Ground zero is now the exploding LNG (liquified natural gas) sector.
Australia's immediate and indeed longer-term future is literally balanced on the knife-edge viability of the coal-seam projects in Queensland and a raft of conventional projects off the West Australian and Northern Territory coasts.
That's, 'exploding' in terms of the investment pouring into the sector, and the expected - more accurately, 'hoped for' - growth in future income from LNG.
This was expected to pick up from where our two major exports - iron ore and coal - left off, as they, again hopefully, levelled off in terms of the dollars they earned us.
Coal has already well and truly 'levelled off'. Actual export volumes have fallen, and with collapsing prices, overall income will be down dramatically. And, especially for energy coal, will stay down.
It will be a long day downunder before we see another energy coal mine built. More ominously, the reason -- the squeeze between falling prices and soaring project costs - prefigures what's happening with LNG.
The bell has been ringing for some time. The Bureau of Resources and Energy Economics ominously identified an 11 per cent surge in project costs after green lights had been given to them.

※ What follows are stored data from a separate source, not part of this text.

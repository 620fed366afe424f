//! Lifecycle events delivered by `GET /event/next`

use std::fmt;
use std::str::FromStr;

use chrono::Utc;
use serde::{Deserialize, Serialize};
use serde_json::Value;

use crate::error::PayloadError;

/// Event types an extension can subscribe to
#[derive(Debug, Clone, Copy, PartialEq, Eq, Hash, Serialize, Deserialize)]
#[serde(rename_all = "SCREAMING_SNAKE_CASE")]
pub enum EventType {
    Invoke,
    Shutdown,
}

impl EventType {
    pub fn as_str(&self) -> &'static str {
        match self {
            Self::Invoke => "INVOKE",
            Self::Shutdown => "SHUTDOWN",
        }
    }
}

impl fmt::Display for EventType {
    fn fmt(&self, f: &mut fmt::Formatter<'_>) -> fmt::Result {
        f.write_str(self.as_str())
    }
}

impl FromStr for EventType {
    type Err = PayloadError;

    fn from_str(s: &str) -> Result<Self, Self::Err> {
        match s {
            "INVOKE" => Ok(Self::Invoke),
            "SHUTDOWN" => Ok(Self::Shutdown),
            other => Err(PayloadError::UnknownEventType(other.to_string())),
        }
    }
}

/// X-Ray tracing header attached to an invoke
#[derive(Debug, Clone, Default, PartialEq, Eq, Serialize, Deserialize)]
pub struct Tracing {
    #[serde(rename = "type", default)]
    pub kind: String,
    #[serde(default)]
    pub value: String,
}

/// Why the execution environment is going away
#[derive(Debug, Clone, PartialEq, Eq)]
pub enum ShutdownReason {
    Spindown,
    Timeout,
    Failure,
    Other(String),
}

impl ShutdownReason {
    fn parse(s: &str) -> Self {
        match s.to_ascii_lowercase().as_str() {
            "spindown" => Self::Spindown,
            "timeout" => Self::Timeout,
            "failure" => Self::Failure,
            _ => Self::Other(s.to_string()),
        }
    }
}

/// A parsed next-event response
#[derive(Debug, Clone, PartialEq)]
pub enum Event {
    Invoke(InvokeEvent),
    Shutdown(ShutdownEvent),
}

impl Event {
    /// Parse a next-event body, discriminating on `eventType`
    pub fn parse(body: &[u8]) -> Result<Self, PayloadError> {
        if body.iter().all(u8::is_ascii_whitespace) {
            return Err(PayloadError::Empty);
        }

        let payload: Value = serde_json::from_slice(body)?;
        let event_type = payload
            .get("eventType")
            .and_then(Value::as_str)
            .ok_or(PayloadError::MissingEventType)?
            .parse::<EventType>()?;

        match event_type {
            EventType::Invoke => {
                let fields: InvokeFields = serde_json::from_value(payload.clone())?;
                Ok(Self::Invoke(InvokeEvent {
                    request_id: fields.request_id,
                    invoked_function_arn: fields.invoked_function_arn,
                    deadline_ms: fields.deadline_ms,
                    tracing: fields.tracing,
                    payload,
                }))
            }
            EventType::Shutdown => {
                let fields: ShutdownFields = serde_json::from_value(payload.clone())?;
                Ok(Self::Shutdown(ShutdownEvent {
                    shutdown_reason: fields.shutdown_reason.as_deref().map(ShutdownReason::parse),
                    deadline_ms: fields.deadline_ms,
                    payload,
                }))
            }
        }
    }

    pub fn event_type(&self) -> EventType {
        match self {
            Self::Invoke(_) => EventType::Invoke,
            Self::Shutdown(_) => EventType::Shutdown,
        }
    }
}

#[derive(Deserialize)]
#[serde(rename_all = "camelCase")]
struct InvokeFields {
    #[serde(default)]
    request_id: String,
    #[serde(default)]
    invoked_function_arn: String,
    #[serde(default)]
    deadline_ms: i64,
    #[serde(default)]
    tracing: Option<Tracing>,
}

#[derive(Deserialize)]
#[serde(rename_all = "camelCase")]
struct ShutdownFields {
    #[serde(default)]
    shutdown_reason: Option<String>,
    #[serde(default)]
    deadline_ms: i64,
}

/// A function invocation has begun
#[derive(Debug, Clone, PartialEq)]
pub struct InvokeEvent {
    pub request_id: String,
    pub invoked_function_arn: String,
    pub deadline_ms: i64,
    pub tracing: Option<Tracing>,
    /// The whole event object as received
    pub payload: Value,
}

impl InvokeEvent {
    /// Get remaining time in milliseconds
    pub fn remaining_time_in_millis(&self) -> i64 {
        remaining_millis(self.deadline_ms)
    }
}

/// The execution environment is being torn down
#[derive(Debug, Clone, PartialEq)]
pub struct ShutdownEvent {
    pub shutdown_reason: Option<ShutdownReason>,
    pub deadline_ms: i64,
    pub payload: Value,
}

impl ShutdownEvent {
    pub fn remaining_time_in_millis(&self) -> i64 {
        remaining_millis(self.deadline_ms)
    }
}

fn remaining_millis(deadline_ms: i64) -> i64 {
    let now = Utc::now().timestamp_millis();
    (deadline_ms - now).max(0)
}
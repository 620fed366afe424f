//! Extensions API wire contract
//!
//! Paths, header names and the JSON bodies exchanged with the
//! [Lambda Extensions API](https://docs.aws.amazon.com/lambda/latest/dg/runtimes-extensions-api.html).

use serde::{Deserialize, Serialize};

use crate::event::EventType;
use crate::identifier::ExtensionId;

/// Extensions API version segment
pub const API_VERSION: &str = "2020-01-01";

/// Environment variable holding the API host:port
pub const RUNTIME_API_ENV: &str = "AWS_LAMBDA_RUNTIME_API";

pub const EXTENSION_NAME_HEADER: &str = "Lambda-Extension-Name";
pub const EXTENSION_IDENTIFIER_HEADER: &str = "Lambda-Extension-Identifier";
pub const FUNCTION_ERROR_TYPE_HEADER: &str = "Lambda-Extension-Function-Error-Type";

pub const REGISTER_PATH: &str = "/register";
pub const NEXT_EVENT_PATH: &str = "/event/next";
pub const INIT_ERROR_PATH: &str = "/init/error";
pub const EXIT_ERROR_PATH: &str = "/exit/error";

/// Base path every route hangs off, e.g. `/2020-01-01/extension`
pub fn base_path() -> String {
    format!("/{}/extension", API_VERSION)
}

/// Body of `POST /register`
#[derive(Debug, Clone, PartialEq, Eq, Serialize, Deserialize)]
pub struct RegisterRequest {
    pub events: Vec<EventType>,
}

impl RegisterRequest {
    pub fn new(events: impl Into<Vec<EventType>>) -> Self {
        Self {
            events: events.into(),
        }
    }
}

/// Body of the `/register` response
#[derive(Debug, Clone, Default, PartialEq, Eq, Serialize, Deserialize)]
#[serde(rename_all = "camelCase")]
pub struct RegisterResponse {
    #[serde(default)]
    pub function_name: String,
    #[serde(default)]
    pub function_version: String,
    #[serde(default)]
    pub handler: String,
}

/// Outcome of a successful registration
#[derive(Debug, Clone, PartialEq, Eq)]
pub struct Registration {
    pub id: ExtensionId,
    pub function: RegisterResponse,
}

/// Body of the `/init/error` and `/exit/error` responses
#[derive(Debug, Clone, Default, PartialEq, Eq, Serialize, Deserialize)]
pub struct StatusResponse {
    #[serde(default)]
    pub status: String,
}
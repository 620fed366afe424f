//! Extension identifier

use std::fmt;

use crate::error::ProtocolError;

/// Identifier the platform issues at registration
///
/// Sent back as `Lambda-Extension-Identifier` on every later call. Never empty.
#[derive(Debug, Clone, PartialEq, Eq, Hash)]
pub struct ExtensionId(String);

impl ExtensionId {
    /// Wrap a header value, rejecting the empty string
    pub fn new(id: impl Into<String>) -> Result<Self, ProtocolError> {
        let id = id.into();
        if id.trim().is_empty() {
            return Err(ProtocolError::MissingIdentifier);
        }
        Ok(Self(id))
    }

    pub fn as_str(&self) -> &str {
        &self.0
    }
}

impl fmt::Display for ExtensionId {
    fn fmt(&self, f: &mut fmt::Formatter<'_>) -> fmt::Result {
        f.write_str(&self.0)
    }
}

impl AsRef<str> for ExtensionId {
    fn as_ref(&self) -> &str {
        &self.0
    }
}
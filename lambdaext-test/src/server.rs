//! Mock Extensions API server
//!
//! Serves the four Extensions API routes from scripted state so the client
//! and the event loop can be exercised over real HTTP.

use std::net::SocketAddr;
use std::sync::Arc;
use std::time::Duration;

use axum::{
    extract::State,
    http::{header, HeaderMap, Method, StatusCode, Uri},
    response::{IntoResponse, Response},
    routing::{get, post},
    Json, Router,
};
use bytes::Bytes;
use lambdaext_core::api::{
    base_path, EXIT_ERROR_PATH, EXTENSION_IDENTIFIER_HEADER, INIT_ERROR_PATH, NEXT_EVENT_PATH,
    REGISTER_PATH,
};
use serde_json::json;
use tokio::net::TcpListener;
use tokio::sync::{mpsc, Mutex, RwLock};
use tokio::task::JoinHandle;
use tracing::debug;

/// SHUTDOWN body the builder's [`MockServerBuilder::shutdown`] scripts
pub const SHUTDOWN_EVENT: &str =
    r#"{"eventType":"SHUTDOWN","shutdownReason":"spindown","deadlineMs":0}"#;

/// How `POST /register` answers
#[derive(Debug, Clone, PartialEq, Eq)]
pub enum RegisterBehaviour {
    /// 200 with `lambda-extension-identifier: id`
    Accept { id: String },
    /// 200 without the identifier header
    NoIdentifier,
    /// Error status, no identifier
    Reject { status: u16 },
}

/// A request as the mock saw it
#[derive(Debug, Clone)]
pub struct RecordedRequest {
    pub method: String,
    pub path: String,
    /// Header names lowercased
    pub headers: Vec<(String, String)>,
    pub body: Bytes,
}

impl RecordedRequest {
    /// Look up a header, ignoring case
    pub fn header(&self, name: &str) -> Option<&str> {
        let name = name.to_ascii_lowercase();
        self.headers
            .iter()
            .find(|(k, _)| *k == name)
            .map(|(_, v)| v.as_str())
    }
}

#[derive(Debug)]
struct ScriptedEvent {
    status: StatusCode,
    body: Bytes,
}

struct MockState {
    register: RegisterBehaviour,
    error_status: StatusCode,
    /// Scripted next-event responses, consumed in order
    events_rx: Mutex<mpsc::UnboundedReceiver<ScriptedEvent>>,
    requests: RwLock<Vec<RecordedRequest>>,
}

impl MockState {
    async fn record(&self, method: &Method, uri: &Uri, headers: &HeaderMap, body: Bytes) {
        let headers = headers
            .iter()
            .map(|(k, v)| {
                (
                    k.as_str().to_ascii_lowercase(),
                    String::from_utf8_lossy(v.as_bytes()).into_owned(),
                )
            })
            .collect();

        debug!(method = %method, path = %uri.path(), "Mock Extensions API request");

        self.requests.write().await.push(RecordedRequest {
            method: method.to_string(),
            path: uri.path().to_string(),
            headers,
            body,
        });
    }
}

/// Builder for [`MockServer`]
pub struct MockServerBuilder {
    register: RegisterBehaviour,
    error_status: u16,
    events: Vec<ScriptedEvent>,
}

impl Default for MockServerBuilder {
    fn default() -> Self {
        Self {
            register: RegisterBehaviour::Accept {
                id: uuid::Uuid::new_v4().to_string(),
            },
            error_status: 200,
            events: Vec::new(),
        }
    }
}

impl MockServerBuilder {
    /// Issue `id` on registration
    pub fn extension_id(mut self, id: impl Into<String>) -> Self {
        self.register = RegisterBehaviour::Accept { id: id.into() };
        self
    }

    /// Answer registration without an identifier header
    pub fn without_identifier(mut self) -> Self {
        self.register = RegisterBehaviour::NoIdentifier;
        self
    }

    pub fn reject_registration(mut self, status: u16) -> Self {
        self.register = RegisterBehaviour::Reject { status };
        self
    }

    /// Status for `/init/error` and `/exit/error`
    pub fn error_status(mut self, status: u16) -> Self {
        self.error_status = status;
        self
    }

    /// Queue a 200 next-event response with `body`
    pub fn event(self, body: impl Into<Bytes>) -> Self {
        self.response(200, body)
    }

    /// Queue a next-event response with an arbitrary status
    pub fn response(mut self, status: u16, body: impl Into<Bytes>) -> Self {
        self.events.push(ScriptedEvent {
            status: status_code(status),
            body: body.into(),
        });
        self
    }

    /// Queue a SHUTDOWN event
    pub fn shutdown(self) -> Self {
        self.event(SHUTDOWN_EVENT)
    }

    /// Bind to an ephemeral localhost port and start serving
    pub async fn start(self) -> std::io::Result<MockServer> {
        let (events_tx, events_rx) = mpsc::unbounded_channel();
        for event in self.events {
            // receiver is alive, send cannot fail
            let _ = events_tx.send(event);
        }

        let state = Arc::new(MockState {
            register: self.register,
            error_status: status_code(self.error_status),
            events_rx: Mutex::new(events_rx),
            requests: RwLock::new(Vec::new()),
        });

        let listener = TcpListener::bind("127.0.0.1:0").await?;
        let addr = listener.local_addr()?;

        let router = mock_router(state.clone());
        let handle = tokio::spawn(async move {
            let _ = axum::serve(listener, router).await;
        });

        debug!(%addr, "Mock Extensions API listening");

        Ok(MockServer {
            addr,
            state,
            events_tx,
            handle,
        })
    }
}

/// A running mock Extensions API
pub struct MockServer {
    addr: SocketAddr,
    state: Arc<MockState>,
    events_tx: mpsc::UnboundedSender<ScriptedEvent>,
    handle: JoinHandle<()>,
}

impl MockServer {
    pub fn builder() -> MockServerBuilder {
        MockServerBuilder::default()
    }

    /// host:port, the value `AWS_LAMBDA_RUNTIME_API` would hold
    pub fn runtime_api(&self) -> String {
        self.addr.to_string()
    }

    /// Identifier handed out on registration, if any
    pub fn extension_id(&self) -> Option<&str> {
        match &self.state.register {
            RegisterBehaviour::Accept { id } => Some(id.as_str()),
            _ => None,
        }
    }

    /// Queue another next-event response while the server is running
    pub fn push_response(&self, status: u16, body: impl Into<Bytes>) {
        let _ = self.events_tx.send(ScriptedEvent {
            status: status_code(status),
            body: body.into(),
        });
    }

    pub fn push_shutdown(&self) {
        self.push_response(200, SHUTDOWN_EVENT);
    }

    /// Every request received so far, in arrival order
    pub async fn requests(&self) -> Vec<RecordedRequest> {
        self.state.requests.read().await.clone()
    }

    /// Requests whose path ends with `route`, e.g. `"/event/next"`
    pub async fn requests_to(&self, route: &str) -> Vec<RecordedRequest> {
        self.state
            .requests
            .read()
            .await
            .iter()
            .filter(|r| r.path.ends_with(route))
            .cloned()
            .collect()
    }

    pub async fn next_event_calls(&self) -> usize {
        self.requests_to(NEXT_EVENT_PATH).await.len()
    }

    /// Wait until `route` has been hit at least `count` times
    ///
    /// Returns false if that does not happen within five seconds.
    pub async fn wait_for(&self, route: &str, count: usize) -> bool {
        let deadline = tokio::time::Instant::now() + Duration::from_secs(5);
        while tokio::time::Instant::now() < deadline {
            if self.requests_to(route).await.len() >= count {
                return true;
            }
            tokio::time::sleep(Duration::from_millis(10)).await;
        }
        false
    }
}

impl Drop for MockServer {
    fn drop(&mut self) {
        self.handle.abort();
    }
}

fn status_code(status: u16) -> StatusCode {
    StatusCode::from_u16(status).unwrap_or(StatusCode::INTERNAL_SERVER_ERROR)
}

fn mock_router(state: Arc<MockState>) -> Router {
    let base = base_path();
    Router::new()
        .route(&format!("{}{}", base, REGISTER_PATH), post(register))
        .route(&format!("{}{}", base, NEXT_EVENT_PATH), get(next_event))
        .route(&format!("{}{}", base, INIT_ERROR_PATH), post(report_error))
        .route(&format!("{}{}", base, EXIT_ERROR_PATH), post(report_error))
        .with_state(state)
}

/// POST /register
async fn register(
    State(state): State<Arc<MockState>>,
    method: Method,
    uri: Uri,
    headers: HeaderMap,
    body: Bytes,
) -> Response {
    state.record(&method, &uri, &headers, body).await;

    let details = Json(json!({
        "functionName": "mock-function",
        "functionVersion": "$LATEST",
        "handler": "index.handler",
    }));

    match &state.register {
        RegisterBehaviour::Accept { id } => (
            StatusCode::OK,
            [(EXTENSION_IDENTIFIER_HEADER, id.clone())],
            details,
        )
            .into_response(),
        RegisterBehaviour::NoIdentifier => (StatusCode::OK, details).into_response(),
        RegisterBehaviour::Reject { status } => (
            status_code(*status),
            Json(json!({
                "errorMessage": "registration rejected",
                "errorType": "Extension.RegistrationRejected",
            })),
        )
            .into_response(),
    }
}

/// GET /event/next
///
/// Blocks until a scripted response is available.
async fn next_event(
    State(state): State<Arc<MockState>>,
    method: Method,
    uri: Uri,
    headers: HeaderMap,
) -> Response {
    state.record(&method, &uri, &headers, Bytes::new()).await;

    let scripted = {
        let mut rx = state.events_rx.lock().await;
        rx.recv().await
    };

    match scripted {
        Some(event) => (
            event.status,
            [(header::CONTENT_TYPE, "application/json")],
            event.body,
        )
            .into_response(),
        None => (StatusCode::INTERNAL_SERVER_ERROR, "Event channel closed").into_response(),
    }
}

/// POST /init/error and POST /exit/error
async fn report_error(
    State(state): State<Arc<MockState>>,
    method: Method,
    uri: Uri,
    headers: HeaderMap,
    body: Bytes,
) -> Response {
    state.record(&method, &uri, &headers, body).await;

    if state.error_status == StatusCode::OK {
        (StatusCode::OK, Json(json!({"status": "OK"}))).into_response()
    } else {
        (state.error_status, "error report rejected").into_response()
    }
}
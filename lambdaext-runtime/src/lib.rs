//! Event loop for a Lambda external extension.
//!
//! Registers with the Extensions API, then long-polls `event/next` and hands
//! each event to an [`Extension`] until the platform sends SHUTDOWN.
//!
//! ```no_run
//! use lambdaext_client::{ApiConfig, ExtensionsApiClient};
//! use lambdaext_core::{BoxError, InvokeEvent};
//! use lambdaext_runtime::{invoke_fn, EventLoop};
//!
//! # async fn example() -> Result<(), Box<dyn std::error::Error>> {
//! let client = ExtensionsApiClient::new(&ApiConfig::new("127.0.0.1:9001"))?;
//! let summary = EventLoop::new(client, "my-extension")
//!     .run(invoke_fn(|event: InvokeEvent| async move {
//!         println!("invoke {}", event.request_id);
//!         Ok::<(), BoxError>(())
//!     }))
//!     .await?;
//! println!("served {} invocations", summary.stats.invocations);
//! # Ok(())
//! # }
//! ```

mod event_loop;
mod extension;

pub use event_loop::{EventLoop, HookError, LoopStats, RuntimeError, Summary};
pub use extension::{invoke_fn, Extension, InvokeFn};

Most of this is happening in LNG projects, where new research from McKinsey & Co identified extraordinary levels of wages being paid. Like $200,000 for junior tradesmen, as much as $500,000 for highly specialised skills.
Oil giant Chevron had to add $9 billion to the cost of its huge Gorgon project off WA and Woodside and its partners recently abandoned an offshore development for its Browse project.